当前位置：首页 > article >正文

Fink CDC数据同步（六）数据入湖Hudi

article 2025/2/25 21:19:55

数据入湖Hudi

Apache Hudi(简称：Hudi)使得您能在hadoop兼容的存储之上存储大量数据，同时它还提供两种原语，使得除了经典的批处理之外，还可以在数据湖上进行流处理。这两种原语分别是：

Update/Delete记录：Hudi使用细粒度的文件/记录级别索引来支持Update/Delete记录，同时还提供写操作的事务保证。
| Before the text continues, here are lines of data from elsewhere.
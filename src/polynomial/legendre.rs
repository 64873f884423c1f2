//! Normalized associated Legendre functions.
//!
//! P̄_ℓ^m(x) satisfies ∫_{-1}^{1} P̄_ℓ^m P̄_ℓ'^m dx = δ_{ℓℓ'}, so that
//! Y_ℓm(θ, φ) = P̄_ℓ^m(cos θ) e^{imφ} / √(2π) is orthonormal on the sphere.
//! No Condon-Shortley phase is applied.
//!
//! The recurrences are:
//! P̄_0^0 = 1/√2
//! P̄_m^m = √((2m+1)/(2m)) sin θ P̄_{m-1}^{m-1}
//! P̄_{m+1}^m = √(2m+3) x P̄_m^m
//! P̄_ℓ^m = a_ℓm (x P̄_{ℓ-1}^m - b_ℓm P̄_{ℓ-2}^m)

/// P̄_ℓ^m(x) for ℓ = m ..= l_max, indexed by ℓ - m.
pub fn assoc_legendre(m: usize, l_max: usize, x: f64) -> Vec<f64> {
    if l_max < m {
        return Vec::new();
    }
    let sin = (1.0 - x * x).max(0.0).sqrt();
    let mut pmm = 1.0 / 2f64.sqrt();
    for k in 1..=m {
        pmm *= ((2 * k + 1) as f64 / (2 * k) as f64).sqrt() * sin;
    }
    let mut out = Vec::with_capacity(l_max - m + 1);
    out.push(pmm);
    if l_max == m {
        return out;
    }
    out.push(((2 * m + 3) as f64).sqrt() * x * pmm);
    for ell in m + 2..=l_max {
        let l = ell as f64;
        let mf = m as f64;
        let a = ((4.0 * l * l - 1.0) / (l * l - mf * mf)).sqrt();
        let b = (((l - 1.0) * (l - 1.0) - mf * mf) / (4.0 * (l - 1.0) * (l - 1.0) - 1.0)).sqrt();
        let i = ell - m;
        let next = a * (x * out[i - 1] - b * out[i - 2]);
        out.push(next);
    }
    out
}

/// Values and colatitude derivatives ∂_θ P̄_ℓ^m(cos θ), for ℓ = m ..= l_max.
///
/// Uses sin θ ∂_θ P̄_ℓ^m = ℓ x P̄_ℓ^m - √((ℓ²-m²)(2ℓ+1)/(2ℓ-1)) P̄_{ℓ-1}^m,
/// so x must lie strictly inside (-1, 1).
pub fn assoc_legendre_with_derivative(m: usize, l_max: usize, x: f64) -> (Vec<f64>, Vec<f64>) {
    let values = assoc_legendre(m, l_max, x);
    let sin = (1.0 - x * x).sqrt();
    let mut derivs = Vec::with_capacity(values.len());
    for (i, &p) in values.iter().enumerate() {
        let ell = m + i;
        let l = ell as f64;
        let mf = m as f64;
        let lower = if i > 0 {
            ((l * l - mf * mf) * (2.0 * l + 1.0) / (2.0 * l - 1.0)).sqrt() * values[i - 1]
        } else {
            0.0
        };
        derivs.push((l * x * p - lower) / sin);
    }
    (values, derivs)
}

#[cfg(test)]
mod tests {
    use super::*;
    use crate::polynomial::gauss_legendre;

    #[test]
    fn test_low_degree_closed_forms() {
        let x: f64 = 0.37;
        let s = (1.0 - x * x).sqrt();
        let p0 = assoc_legendre(0, 2, x);
        assert!((p0[0] - 1.0 / 2f64.sqrt()).abs() < 1e-15);
        assert!((p0[1] - (1.5f64).sqrt() * x).abs() < 1e-15);
        assert!((p0[2] - (5.0f64 / 8.0).sqrt() * (3.0 * x * x - 1.0)).abs() < 1e-14);
        let p1 = assoc_legendre(1, 1, x);
        assert!((p1[0] - 3f64.sqrt() / 2.0 * s).abs() < 1e-15);
    }

    #[test]
    fn test_orthonormal_for_each_order() {
        let l_max = 12;
        let (x, w) = gauss_legendre(l_max + 1).unwrap();
        for m in 0..=l_max {
            let table: Vec<Vec<f64>> = x.iter().map(|&xi| assoc_legendre(m, l_max, xi)).collect();
            for i in 0..=(l_max - m) {
                for j in 0..=(l_max - m) {
                    let ip: f64 = (0..x.len()).map(|q| w[q] * table[q][i] * table[q][j]).sum();
                    let expected = if i == j { 1.0 } else { 0.0 };
                    assert!((ip - expected).abs() < 1e-12, "m={m} i={i} j={j}");
                }
            }
        }
    }

    #[test]
    fn test_theta_derivative_matches_finite_difference() {
        let theta: f64 = 1.1;
        let h = 1e-6;
        for m in 0..4 {
            let (_, d) = assoc_legendre_with_derivative(m, 8, theta.cos());
            let plus = assoc_legendre(m, 8, (theta + h).cos());
            let minus = assoc_legendre(m, 8, (theta - h).cos());
            for i in 0..d.len() {
                let fd = (plus[i] - minus[i]) / (2.0 * h);
                assert!((d[i] - fd).abs() < 1e-7, "m={m} i={i}");
            }
        }
    }
}
//! Restarting from a checkpoint written to disk reproduces the run.

use spectral_rs::operators::{ddt, interp, lap, lift};
use spectral_rs::{
    CartesianCoordinates, CartesianSpace, Checkpoint, Dtype, Field, FieldRef, FourierBasis, InitialValueSolver,
    JacobiBasis, LiftBasis, MultistepScheme, Problem, SolverConfig, SpectralError,
};
use num_complex::Complex64;
use std::f64::consts::PI;
use std::io::{Read, Write};
use std::sync::Arc;

const DT: f64 = 1e-3;

/// Heat equation on [0, 1] with homogeneous Dirichlet walls, starting
/// from the slowest decaying mode.
fn heat() -> (InitialValueSolver, FieldRef, CartesianSpace) {
    let c = CartesianCoordinates::new(&["x", "y"]);
    let x = FourierBasis::real(c.coord(0).clone(), 4, (0.0, 1.0), 1.5).unwrap();
    let y = Arc::new(JacobiBasis::chebyshev(c.coord(1).clone(), 16, (0.0, 1.0), 1.5).unwrap());
    let full =
        CartesianSpace::new(c.clone(), Dtype::Real, vec![Some(x.into()), Some(Arc::clone(&y).into())]).unwrap();
    let mut u = Field::scalar("u", full.clone().into()).unwrap();
    u.set_grid_fn(|_, p| (PI * p[1]).sin()).unwrap();
    let u = u.into_ref();
    let t1 = Field::scalar("tau1", full.restrict(1).into()).unwrap().into_ref();
    let t2 = Field::scalar("tau2", full.restrict(1).into()).unwrap().into_ref();
    let lb = LiftBasis::Interval(Arc::new(y.clone_with(1.5, 1.5).unwrap()));

    let mut p = Problem::ivp(vec![Arc::clone(&u), Arc::clone(&t1), Arc::clone(&t2)]).unwrap();
    p.add_equation(ddt(&u) - lap(&u) + lift(&t1, lb.clone(), -1) + lift(&t2, lb, -2), 0.0)
        .unwrap();
    p.add_equation(interp(&u, c.coord(1), 0.0), 0.0).unwrap();
    p.add_equation(interp(&u, c.coord(1), 1.0), 0.0).unwrap();
    let config = SolverConfig::default().with_scheme(MultistepScheme::Sbdf2);
    (InitialValueSolver::new(p, config).unwrap(), u, full)
}

fn max_error(solver: &InitialValueSolver, u: &FieldRef, space: &CartesianSpace) -> f64 {
    let amplitude = (-PI * PI * solver.sim_time()).exp();
    let mut expected = Field::scalar("e", space.clone().into()).unwrap();
    expected.set_grid_fn(|_, p| amplitude * (PI * p[1]).sin()).unwrap();
    let e = expected.grid_real().unwrap();
    let g = u.write().grid_real().unwrap();
    g.iter().zip(&e).map(|(a, b)| (a - b).abs()).fold(0.0, f64::max)
}

fn write_and_read(checkpoint: &Checkpoint) -> Checkpoint {
    let mut file = tempfile::NamedTempFile::new().unwrap();
    serde_json::to_writer(&mut file, checkpoint).unwrap();
    file.flush().unwrap();
    let mut text = String::new();
    file.reopen().unwrap().read_to_string(&mut text).unwrap();
    serde_json::from_str(&text).unwrap()
}

#[test]
fn test_restart_matches_continued_run() {
    let (mut original, u_original, space) = heat();
    for _ in 0..20 {
        original.step(DT).unwrap();
    }
    let checkpoint = write_and_read(&original.serialize_state().unwrap());
    assert_eq!(checkpoint.iteration, 20);
    assert_eq!(checkpoint.timestep, Some(DT));
    assert!((checkpoint.sim_time - 20.0 * DT).abs() < 1e-15);

    // A fresh solver and the original both resume from the file.
    let (mut restarted, u_restarted, _) = heat();
    restarted.deserialize_state(&checkpoint).unwrap();
    original.deserialize_state(&checkpoint).unwrap();
    assert_eq!(restarted.iteration(), 20);
    assert_eq!(restarted.sim_time(), original.sim_time());

    for _ in 0..10 {
        original.step(DT).unwrap();
        restarted.step(DT).unwrap();
    }
    assert_eq!(original.iteration(), 30);
    assert_eq!(restarted.iteration(), 30);

    let a = u_original.write().coeff().unwrap().to_vec();
    let b = u_restarted.write().coeff().unwrap().to_vec();
    let diff = a.iter().zip(&b).map(|(x, y)| (x - y).norm()).fold(0.0, f64::max);
    assert!(diff < 1e-13, "restarted run drifted by {diff}");

    // Two first-order steps (startup and restart) dominate, each with a
    // local error near (λ dt)² / 2 for the decay rate λ = π².
    let lambda_dt = PI * PI * DT;
    let tol = 2.0 * lambda_dt * lambda_dt;
    let err = max_error(&restarted, &u_restarted, &space);
    assert!(err < tol, "error {err} after restart, bound {tol}");
}

#[test]
fn test_incompatible_checkpoints_are_rejected() {
    let (mut solver, u, _) = heat();
    solver.step(DT).unwrap();
    let checkpoint = solver.serialize_state().unwrap();
    let before = u.write().coeff().unwrap().to_vec();

    let mut missing = checkpoint.clone();
    missing.fields.remove("tau2");
    assert!(matches!(solver.deserialize_state(&missing), Err(SpectralError::Checkpoint(_))));

    let mut truncated = checkpoint.clone();
    if let Some(data) = truncated.fields.get_mut("u") {
        data.pop();
    }
    assert!(matches!(solver.deserialize_state(&truncated), Err(SpectralError::Checkpoint(_))));

    let mut padded = checkpoint;
    if let Some(data) = padded.fields.get_mut("tau1") {
        data.push(Complex64::new(0.0, 0.0));
    }
    assert!(matches!(solver.deserialize_state(&padded), Err(SpectralError::Checkpoint(_))));

    // Rejected restores leave the state untouched.
    assert_eq!(solver.iteration(), 1);
    assert_eq!(u.write().coeff().unwrap(), before.as_slice());
}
查询会处理最后一个提交的快照，并基于此输出结果。
变更流：Hudi对获取数据变更提供了一流的支持：可以从给定的时间点获取给定表中已updated/inserted/deleted的所有记录的增量流，并解锁新的查询姿势（类别）。

配置

将hudi相关jar包放在flink安装目录的lib下

hudi-flink1.16-bundle-0.13.0.jar

hudi-hadoop-mr-0.13.0.jar

hudi-hive-sync-0.13.0.jar

确保/etc/profile配置了hadoop和hive的环境变量

#HADOOP_HOME
export HADOOP_HOME=/usr/hdp/3.1.5.0-152/hadoop
export HADOOP_CONF_DIR=/usr/hdp/3.1.5.0-152/hadoop/etc/hadoop
export HADOOP_COMMON_HOME=/usr/hdp/3.1.5.0-152/hadoop
export HADOOP_HDFS_HOME=/usr/hdp/3.1.5.0-152/hadoop
export HADOOP_YARN_HOME=/usr/hdp/3.1.5.0-152/hadoop
export HADOOP_MAPRED_HOME=/usr/hdp/3.1.5.0-152/hadoop
export PATH=$PATH:$HADOOP_HOME/bin:$HADOOP_HOME/sbin
export HADOOP_CLASSPATH=`hadoop classpath`

#HIVE HOME
export HIVE_HOME=/usr/hdp/3.1.5.0-152/hive
export PATH=$PATH:$HIVE_HOME/bin:$HIVE_HOME/sbin

测试插入hudi表

set sql-client.execution.result-mode = tableau;
set execution.checkpointing.interval=30sec;
SET table.sql-dialect=default;

CREATE TABLE hudi_test(
  uuid VARCHAR(20) PRIMARY KEY NOT ENFORCED,
  name VARCHAR(10),
  age INT,
  ts TIMESTAMP(3),
  `partition` VARCHAR(20)
)
PARTITIONED BY (`partition`)
WITH (
  'connector' = 'hudi',  -- 连接器指定hudi
  'path' = 'hdfs://bigdata101:8020/hudi/hudi_test',  -- 数据存储地址
  'table.type' = 'MERGE_ON_READ' -- 表类型，默认COPY_ON_WRITE,可选MERGE_ON_READ
);

INSERT INTO hudi_test VALUES
  ('id1','Danny',23,TIMESTAMP '1970-01-01 00:00:01','par1'),
  ('id2','Stephen',33,TIMESTAMP '1970-01-01 00:00:02','par1'),
  ('id3','Julian',53,TIMESTAMP '1970-01-01 00:00:03','par2'),
  ('id4','Fabian',31,TIMESTAMP '1970-01-01 00:00:04','par2'),
  ('id5','Sophia',18,TIMESTAMP '1970-01-01 00:00:05','par3'),
  ('id6','Emma',20,TIMESTAMP '1970-01-01 00:00:06','par3'),
  ('id7','Bob',44,TIMESTAMP '1970-01-01 00:00:07','par4'),
  ('id8','Han',56,TIMESTAMP '1970-01-01 00:00:08','par4');

MySql数据写入Hudi表

建hudi表

create table hudi_user(
    id string not null,
    name string,
    birth string,
    gender string,
    primary key (id) not enforced
)
with (
    'connector' = 'hudi',
    'path' = 'hdfs://bigdata101:8020/hudi/hudi_user',
    'table.type' = 'MERGE_ON_READ',
    'write.option' = 'bulk_insert',
    'write.precombine.field' = 'id'
);

将MySql映射表的数据插入hudi表，此时会生成一个flink任务

insert into ods.hudi_user select * from mysql_user;

流式查询

上面的查询方式是非流式查询，流式查询会生成一个flink作业，并且实时显示数据源变更的数据。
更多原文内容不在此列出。